Photo Credit: Careful by Wes Peck

I’ve always had the good fortune of knowing people with big personalities, but when I first started writing fiction seriously I refused to allow myself to be inspired by anyone I knew. I was afraid that if I allowed real people to inform my characters they would recognize themselves immediately and object to the way I portrayed them.

From what I hear, it’s a fairly common fear. Even Agatha Christie limited herself to only being inspired by people she’d never spoken to. But I took it even further. No one I’d even scene was allowed to influence a story. When I was working on my thesis novel, it took serious courage to put a programmer who wears a pirate hat in the story after I passed a group of geeky students in pirate hats on the sidewalk.

It’s difficult enough to find enough material to fill a novel when you allow yourself to be inspired by anything, and I quickly found that taking such an extreme stance was unsustainable. Since a good character–one that feels like a person instead of a puppet or a role–is one that we recognize, cutting out personal experience in character building practically condemned me to writing cardboard characters. Getting past that fear is still one of my growing edges, but one of the ways I’ve learned to work around it is to begin the character building process with archetypes rather than real people.

Archetype comes from the Greek for “primitive” and “model,” like the wooden mannequins artists use as models. They are specific enough to give you a rough idea of a character’s role and vague enough to have lots of room for an interesting personality to develop. I find that they make a particularly satisfying place holder in a rough draft.

Building a Catalog of Archetypes

I started working with archetypes when I encountered the Hero’s Journey in Christopher Vogler’s The Writer’s Journey.

The hero’s journey is a simplified version of Joseph Campbell’s The Hero with a Thousand Faces and contains eight archetypes:

  • Hero
  • Shadow
  • Mentor
  • Herald
  • Threshold guardian
  • Shapeshifter
  • Allies

If you’ve never worked with archetypes before, the Hero’s Journey is a great place to start, but I quickly found it limiting. Not every protagonist is a hero or even a heroine, and I was uncomfortable with the idea that characters exist in relation to the hero. That might be true from the hero’s perspective, true, but good characters are protagonists in their own stories, and I didn’t find room for that in this model.

From there, I moved on to looking for patterns in fairy tales and mythology. When I started looking at characters through this lens, I started to see archetypes everywhere. Jane Eyre is Cinderella in disguise. So many monster in the house movies are just retellings of Hansel and Gretel. The myth of the goddess Inanna is the original model for Girl Underground stories.

The problem with looking for archetypes in stories, especially when looking at modern examples, is that it’s sometimes difficult to see the primitive model under a well-developed character. This is particularly a danger when many writers are inspired by the same model and a single version of an archetype threatens to overwhelm the rough model underneath. (How many mentors look like Gandalf?) Additionally, it is sometimes also difficult to separate a character archetype from an archetypal plot. Who is Cinderalla? She’s the abused girl who ends up a princess, right? But that’s what happened to her. Who is she? She could be anybody. I wanted a model that would help me develop a character’s personality.
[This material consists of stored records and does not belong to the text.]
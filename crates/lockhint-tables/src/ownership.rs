//! Lock ownership table: 2-way set-associative map from lock identity to
//! the current holder.
//!
//! Writers are the acquiring/releasing threads themselves; readers are the
//! scheduling policy and contended waiters resolving a target CPU. The
//! publication protocol is tag-last: non-tag fields are stored Relaxed, then
//! `tag` is stored with Release. Readers load `tag` with Acquire and, on a
//! match, read the payload Relaxed — a reader racing an insert may observe a
//! torn owner, which is acceptable because the entry is a hint, never relied
//! upon for exclusion.

use std::sync::atomic::Ordering;

use lockhint_types::{CpuId, LockId, ThreadId};
use tracing::{debug, info};

use crate::layout::{self, LOCK_TABLE_BUCKETS, LockBucket};

/// Best-effort snapshot of an ownership entry.
///
/// Fields other than the tag are not synchronized with each other; a
/// snapshot taken concurrently with an insert may mix old and new values.
#[derive(Debug, Clone, Copy, PartialEq, Eq)]
pub struct OwnerSnapshot {
    /// Holder thread id.
    pub tid: ThreadId,
    /// CPU the holder published at acquisition.
    pub cpu: CpuId,
    /// Insert generation of the entry's way.
    pub generation: u32,
    /// Monotonic acquisition timestamp, nanoseconds.
    pub acquired_at_ns: u64,
}

/// The lock ownership table.
pub struct LockOwnershipTable {
    buckets: Box<[LockBucket]>,
    salt: u64,
}

impl LockOwnershipTable {
    /// Create an empty table with the given hash salt.
    #[must_use]
    pub fn new(salt: u64) -> Self {
        let buckets: Box<[LockBucket]> =
            (0..LOCK_TABLE_BUCKETS).map(|_| LockBucket::new()).collect();
        info!(buckets = LOCK_TABLE_BUCKETS, "lock ownership table created");
        Self { buckets, salt }
    }

    /// The salt this table hashes with.
    #[must_use]
    pub fn salt(&self) -> u64 {
        self.salt
    }

    /// Record that `tid`, running on `cpu`, now holds `lock_id`.
    ///
    /// Reuses an empty way or the way already tagged for this lock
    /// (re-acquisition refresh). When both ways hold other live locks, way 0
    /// is evicted unconditionally — no LRU. A lock that repeatedly lands in
    /// way 0 of a contended bucket can therefore be systematically evicted;
    /// the cost is a missed hint, not a correctness problem.
    pub fn insert(&self, lock_id: LockId, tid: ThreadId, cpu: CpuId, now_ns: u64) {
        let tag = layout::tag_for(lock_id, self.salt);
        let bucket = &self.buckets[layout::bucket_index(lock_id, self.salt)];

        for way in &bucket.ways {
            let old_tag = way.tag.load(Ordering::Acquire);
            if old_tag == 0 || old_tag == tag {
                Self::write_entry(way, tag, tid, cpu, now_ns);
                return;
            }
        }

        debug!(
            %lock_id,
            evicted_tag = bucket.ways[0].tag.load(Ordering::Relaxed),
            "ownership bucket full, evicting way 0"
        );
        Self::write_entry(&bucket.ways[0], tag, tid, cpu, now_ns);
    }

    fn write_entry(
        way: &crate::layout::LockEntry,
        tag: u32,
        tid: ThreadId,
        cpu: CpuId,
        now_ns: u64,
    ) {
        way.owner_tid.store(tid.get(), Ordering::Relaxed);
        way.owner_cpu.store(cpu.get(), Ordering::Relaxed);
        way.generation.fetch_add(1, Ordering::Relaxed);
        way.acquired_at_ns.store(now_ns, Ordering::Relaxed);
        // Publish last: a reader that sees this tag sees an entry that was
        // live for this lock at some point, even if the payload is torn.
        way.tag.store(tag, Ordering::Release);
    }

    /// Clear the entry for `lock_id`, if present.
    pub fn remove(&self, lock_id: LockId) {
        let tag = layout::tag_for(lock_id, self.salt);
        let bucket = &self.buckets[layout::bucket_index(lock_id, self.salt)];

        for way in &bucket.ways {
            if way.tag.load(Ordering::Acquire) == tag {
                way.tag.store(0, Ordering::Release);
                return;
            }
        }
    }

    /// CPU of the current holder of `lock_id`, if an entry is published.
    #[must_use]
    pub fn lookup_owner_cpu(&self, lock_id: LockId) -> Option<CpuId> {
        let tag = layout::tag_for(lock_id, self.salt);
        let bucket = &self.buckets[layout::bucket_index(lock_id, self.salt)];

        for way in &bucket.ways {
            if way.tag.load(Ordering::Acquire) == tag {
                let cpu = CpuId::new(way.owner_cpu.load(Ordering::Relaxed));
                return cpu.is_some().then_some(cpu);
            }
        }
        None
    }

    /// Best-effort snapshot of the holder of `lock_id`.
    #[must_use]
    pub fn owner(&self, lock_id: LockId) -> Option<OwnerSnapshot> {
        let tag = layout::tag_for(lock_id, self.salt);
        let bucket = &self.buckets[layout::bucket_index(lock_id, self.salt)];

        for way in &bucket.ways {
            if way.tag.load(Ordering::Acquire) == tag {
                return Some(OwnerSnapshot {
                    tid: ThreadId::new(way.owner_tid.load(Ordering::Relaxed)),
                    cpu: CpuId::new(way.owner_cpu.load(Ordering::Relaxed)),
                    generation: way.generation.load(Ordering::Relaxed),
                    acquired_at_ns: way.acquired_at_ns.load(Ordering::Relaxed),
                });
            }
        }
        None
    }

    /// Number of published entries across all buckets (diagnostic).
    #[must_use]
    pub fn live_entries(&self) -> usize {
        self.buckets
            .iter()
            .flat_map(|b| b.ways.iter())
            .filter(|w| w.tag.load(Ordering::Relaxed) != 0)
            .count()
    }
}

impl std::fmt::Debug for LockOwnershipTable {
    fn fmt(&self, f: &mut std::fmt::Formatter<'_>) -> std::fmt::Result {
        f.debug_struct("LockOwnershipTable")
            .field("buckets", &self.buckets.len())
            .field("live", &self.live_entries())
            .finish()
    }
}
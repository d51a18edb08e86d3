//! Critical-section presence table: per-thread nesting depth counters.
//!
//! `depth` is both payload and publication field. `leave` on a zero depth
//! applies the decrement first and then re-stores 0, so a concurrent reader
//! can briefly observe a wrapped value before the clamp lands; the worst
//! consequence is one oversized slice grant, and the window is a handful of
//! instructions. Kept as-is rather than papered over with CAS.

use std::sync::atomic::Ordering;

use lockhint_types::ThreadId;
use tracing::info;

use crate::layout::{self, CS_TABLE_SLOTS, CsSlot};

/// The critical-section presence table.
pub struct CsPresenceTable {
    slots: Box<[CsSlot]>,
}

impl CsPresenceTable {
    /// Create a table with every depth at zero.
    #[must_use]
    pub fn new() -> Self {
        let slots: Box<[CsSlot]> = (0..CS_TABLE_SLOTS).map(|_| CsSlot::new()).collect();
        info!(slots = CS_TABLE_SLOTS, "critical-section presence table created");
        Self { slots }
    }

    /// Record that `tid` entered a critical section.
    pub fn enter(&self, tid: ThreadId) {
        let slot = &self.slots[layout::cs_slot_index(tid.get())];
        slot.depth.fetch_add(1, Ordering::Release);
    }

    /// Record that `tid` left a critical section.
    ///
    /// Underflow (leave without a matching enter, e.g. after slot aliasing
    /// or an abnormal termination left the counter stale) is clamped back to
    /// zero.
    pub fn leave(&self, tid: ThreadId) {
        let slot = &self.slots[layout::cs_slot_index(tid.get())];
        let pre = slot.depth.fetch_sub(1, Ordering::Release);
        if pre == 0 {
            slot.depth.store(0, Ordering::Release);
        }
    }

    /// Whether `tid` is (apparently) inside a critical section.
    #[inline]
    #[must_use]
    pub fn is_in_cs(&self, tid: ThreadId) -> bool {
        self.depth(tid) != 0
    }

    /// Current nesting depth for `tid`'s slot.
    #[inline]
    #[must_use]
    pub fn depth(&self, tid: ThreadId) -> u32 {
        let slot = &self.slots[layout::cs_slot_index(tid.get())];
        slot.depth.load(Ordering::Acquire)
    }
}

impl Default for CsPresenceTable {
    fn default() -> Self {
        Self::new()
    }
}

impl std::fmt::Debug for CsPresenceTable {
    fn fmt(&self, f: &mut std::fmt::Formatter<'_>) -> std::fmt::Result {
        f.debug_struct("CsPresenceTable")
            .field("slots", &self.slots.len())
            .finish()
    }
}

#[cfg(test)]
mod tests {
    use super::*;

    #[test]
    fn test_enter_leave_balanced() {
        let table = CsPresenceTable::new();
        let tid = ThreadId::new(11);

        assert!(!table.is_in_cs(tid));
        table.enter(tid);
        assert!(table.is_in_cs(tid));
        assert_eq!(table.depth(tid), 1);
        table.leave(tid);
        assert!(!table.is_in_cs(tid));
    }

    #[test]
    fn test_nesting() {
        let table = CsPresenceTable::new();
        let tid = ThreadId::new(2);

        table.enter(tid);
        table.enter(tid);
        table.enter(tid);
        assert_eq!(table.depth(tid), 3);
        table.leave(tid);
        assert_eq!(table.depth(tid), 2);
        table.leave(tid);
        table.leave(tid);
        assert_eq!(table.depth(tid), 0);
    }

    #[test]
    fn test_leave_without_enter_clamps_to_zero() {
        let table = CsPresenceTable::new();
        let tid = ThreadId::new(42);

        table.leave(tid);
        assert_eq!(table.depth(tid), 0, "underflow must not persist");
        assert!(!table.is_in_cs(tid));

        // Still usable afterwards.
        table.enter(tid);
        assert_eq!(table.depth(tid), 1);
    }

    #[test]
    fn test_aliased_tids_share_a_slot() {
        let table = CsPresenceTable::new();
        let t1 = ThreadId::new(9);
        let t2 = ThreadId::new(9 + u32::try_from(CS_TABLE_SLOTS).unwrap());

        table.enter(t1);
        // Aliasing is expected: the table answers per-slot, and consumers
        // treat the answer as advisory.
        assert!(table.is_in_cs(t2));
        table.leave(t2);
        assert!(!table.is_in_cs(t1));
    }
}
For the past few years the best work I’ve done with archetypes has come from studying the Tarot. When most people think of Tarot, they think of someone like T.S. Eliot’s Madame Sosostris telling the future in “The Waste Land,” but scholars have been examining the connections between Tarot and mind for many years. The idea of using a stack of cards to tell the future makes me uncomfortable, but the images in the Tarot draw on the same pool of archetypes that are found in myths, fairy tales, and modern stories, but unlike most stories, a traditional Tarot deck has 78 cards, and once you get 78 of anything you’re almost forced to go past the obvious. Instead of one archetype for a powerful man, there are eight. Instead of one strong woman, there are nine. That kind of diversity encourages me to think more deeply than descriptors like “power hungry.” Is he power hungry like the magician or interested justice like the Emperor? Is she strong because she’s a survivor or because she’s wise?

And best of all the cards have yet to be offended by the way I wrote them in a story.